Towards A Precision-Oriented Multi-Lingual Semantics-Based Cultural Heritage Recommender System

Project Summary: 

With the explosive growth of smartphones and other handheld devices, and the advancement of the Internet, the cultural heritage sector and the associated tourism services have been notably affected. These days, visitors have access to reliable and trusted content related to cultural heritage information world-wide. They can access this information either using the Internet (via Web interfaces) or by using their handheld devices. Considering the latter approach, a user can search for any desired information, and details that pertain to it will be presented in a timely and neat interface. However, conventional cultural heritage information systems lack the ability to adapt their behavior to the preferences, tasks, interests and other features of users (tourists and tourism groups). This research project addresses the issue of designing a precision-oriented multi-lingual and multi-criteria semantics-based mobile recommender system in the cultural heritage domain. We aim to better facilitate users’ access to cultural heritage information by providing them with multiple search functionalities. In this context, a user can search for cultural heritage sites or topics via a query-by-example interface; wherein the system takes a given image as input and retrieves all relevant images based on their content similarity (between the low-level features of the compared images). In the second approach, users can express their information needs using keywords (a.k.a. tags) to describe cultural heritage information. In this context, the proposed system will process users’ queries by using Natural Language Processing Techniques (NLP), Multi-lingual ontologies and other statistical-based concept-relatedness measures.
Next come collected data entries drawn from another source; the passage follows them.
use std::io::Cursor;
use std::path::{Path, PathBuf};

use bytes::BytesMut;
use tokio::fs::{self, File, OpenOptions};
use tokio::io::{AsyncReadExt, AsyncWriteExt, BufWriter};
use tokio::sync::mpsc;
use tokio::time::{Duration, interval};
use tracing::{info, warn};

use reaper_common::{CommandError, ProtocolError};
use reaper_protocol::{Frame, Parse};

use crate::entry::Entry;
use crate::store::EntryStore;

/// Política de fsync.
#[derive(Debug, Default, Clone, Copy, PartialEq)]
pub enum FsyncPolicy {
    /// Fsync após cada registro.
    Always,
    /// Fsync a cada segundo.
    #[default]
    EverySec,
    /// Sem fsync explícito (deixa pro OS).
    No,
}

/// Registro do journal. Cada `Put` carrega o estado completo da entrada,
/// então o replay é idempotente.
#[derive(Debug, Clone, PartialEq)]
pub enum JournalRecord {
    Put(Entry),
    Del(String),
}

impl JournalRecord {
    pub fn to_frame(&self) -> Frame {
        match self {
            JournalRecord::Put(e) => Frame::Array(vec![
                Frame::bulk("PUT"),
                Frame::bulk(&e.id),
                Frame::Integer(e.created_at),
                Frame::Integer(e.last_active_at),
                Frame::Integer(e.protected as i64),
            ]),
            JournalRecord::Del(id) => Frame::Array(vec![Frame::bulk("DEL"), Frame::bulk(id)]),
        }
    }

    pub fn from_frame(frame: Frame) -> Result<JournalRecord, CommandError> {
        let mut parse = Parse::new(frame)?;
        let record = match parse.next_string()?.as_str() {
            "PUT" => {
                let id = parse.next_string()?;
                let created_at = parse.next_int()?;
                let last_active_at = parse.next_int()?;
                let protected = parse.next_int()? != 0;
                JournalRecord::Put(Entry {
                    id,
                    created_at,
                    last_active_at,
                    protected,
                })
            }
            "DEL" => JournalRecord::Del(parse.next_string()?),
            other => {
                return Err(CommandError::InvalidArgument(format!(
                    "registro de journal desconhecido: {other}"
                )));
            }
        };
        parse.finish()?;
        Ok(record)
    }

    fn encode(&self, dst: &mut BytesMut) {
        self.to_frame().encode(dst);
    }
}

/// Writer que recebe registros via channel e faz append no arquivo.
pub struct JournalWriter {
    rx: mpsc::Receiver<JournalRecord>,
    path: PathBuf,
    policy: FsyncPolicy,
}

impl JournalWriter {
    pub fn new(rx: mpsc::Receiver<JournalRecord>, path: PathBuf, policy: FsyncPolicy) -> Self {
        Self { rx, path, policy }
    }

    /// Loop principal: recebe registros e escreve no arquivo. Ao retornar
    /// (inclusive com erro) o receiver é descartado e o store passa a
    /// responder `StoreError::Io` em toda mutação.
    pub async fn run(mut self) -> std::io::Result<()> {
        let file = OpenOptions::new()
            .create(true)
            .append(true)
            .open(&self.path)
            .await?;

        let mut writer = BufWriter::new(file);
        let mut tick = interval(Duration::from_secs(1));

        info!("journal writer iniciado: {:?}", self.path);

        loop {
            tokio::select! {
                record = self.rx.recv() => {
                    match record {
                        Some(record) => {
                            let mut buf = BytesMut::new();
                            record.encode(&mut buf);
                            writer.write_all(&buf).await?;

                            if self.policy == FsyncPolicy::Always {
                                writer.flush().await?;
                                writer.get_ref().sync_data().await?;
                            }
                        }
                        None => {
                            // Channel fechado: flush final
                            writer.flush().await?;
                            writer.get_ref().sync_data().await?;
                            info!("journal writer encerrado");
                            return Ok(());
                        }
                    }
                }
                _ = tick.tick(), if self.policy == FsyncPolicy::EverySec => {
                    writer.flush().await?;
                    writer.get_ref().sync_data().await?;
                }
            }
        }
    }
}

/// Lê o journal e reconstrói o estado do store.
pub async fn replay_journal(path: &Path, store: &EntryStore) -> std::io::Result<usize> {
    if !path.exists() {
        info!("journal não encontrado, iniciando sem entradas");
        return Ok(0);
    }

    let mut file = File::open(path).await?;
    let mut data = Vec::new();
    file.read_to_end(&mut data).await?;

    let mut cursor = Cursor::new(&data[..]);
    let mut count = 0;

    while (cursor.position() as usize) < data.len() {
        let start = cursor.position();
        match Frame::check(&mut cursor) {
            Ok(()) => {
                cursor.set_position(start);
                let frame = match Frame::parse(&mut cursor) {
                    Ok(frame) => frame,
                    Err(e) => {
                        warn!("journal: frame corrompido, parando replay: {e}");
                        break;
                    }
                };
                match JournalRecord::from_frame(frame) {
                    Ok(record) => {
                        store.apply(record);
                        count += 1;
                    }
                    Err(e) => warn!("journal: registro inválido ignorado: {e}"),
                }
            }
            Err(ProtocolError::Incomplete) => {
                warn!("journal: registro incompleto no final do arquivo, parando replay");
                break;
            }
            Err(e) => {
                warn!("journal: erro no frame, parando replay: {e}");
                break;
            }
        }
    }

    info!(
        "journal replay completo: {count} registros, {} entradas",
        store.len()
    );
    Ok(count)
}

/// Reescreve o journal com um `PUT` por entrada viva (arquivo temporário
/// + rename). Deve rodar antes do writer ser iniciado.
pub async fn compact_journal(path: &Path, store: &EntryStore) -> std::io::Result<usize> {
    let tmp_path = path.with_extension("tmp");
    let entries = store.list_all();

    let mut buf = BytesMut::new();
    for entry in &entries {
        JournalRecord::Put(entry.clone()).encode(&mut buf);
    }

    let mut tmp = File::create(&tmp_path).await?;
    tmp.write_all(&buf).await?;
    tmp.flush().await?;
    tmp.sync_all().await?;
    drop(tmp);

    fs::rename(&tmp_path, path).await?;
    info!("journal compactado: {} entradas", entries.len());
    Ok(entries.len())
}

/// Sequência de partida: replay seguido de compactação. Um journal
/// existente é sempre reescrito, mesmo sem nenhum registro válido, para
/// que um registro truncado não fique antes dos próximos appends.
pub async fn restore_journal(path: &Path, store: &EntryStore) -> std::io::Result<usize> {
    let count = replay_journal(path, store).await?;
    if path.exists() {
        compact_journal(path, store).await?;
    }
    Ok(count)
}

/// Cria um par (sender, JournalWriter) para uso no servidor.
pub fn create_journal(
    path: PathBuf,
    policy: FsyncPolicy,
    buffer_size: usize,
) -> (mpsc::Sender<JournalRecord>, JournalWriter) {
    let (tx, rx) = mpsc::channel(buffer_size);
    let writer = JournalWriter::new(rx, path, policy);
    (tx, writer)
}
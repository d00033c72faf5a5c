#![forbid(unsafe_code)]

mod error;

pub use error::*;

pub const DEFAULT_PORT: u16 = 6480;
pub const DEFAULT_HOST: &str = "127.0.0.1";
pub const MAX_CONNECTIONS: usize = 256;
pub const INITIAL_BUFFER_CAPACITY: usize = 4 * 1024; // 4 KB
pub const MAX_FRAME_SIZE: usize = 8 * 1024 * 1024; // 8 MB

pub const MINUTE_MS: u64 = 60 * 1000;

// Padrões da política de expiração
pub const DEFAULT_IDLE_THRESHOLD_MS: u64 = 30 * MINUTE_MS;
pub const DEFAULT_SWEEP_INTERVAL_MS: u64 = 5 * MINUTE_MS;
pub const DEFAULT_REMOVAL_TIMEOUT_MS: u64 = 5_000;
Moreover, the proposed system is aimed to adapt itself to the user preferences and information needs, for a more effective and efficient interaction. In other words, the system is meant to be able to automatically and progressively tune its output to satisfy the user’s information needs and preferences. A prototype of the proposed system will be developed and tested using Android smartphones and state-of-the-art corpora about cultural heritage information.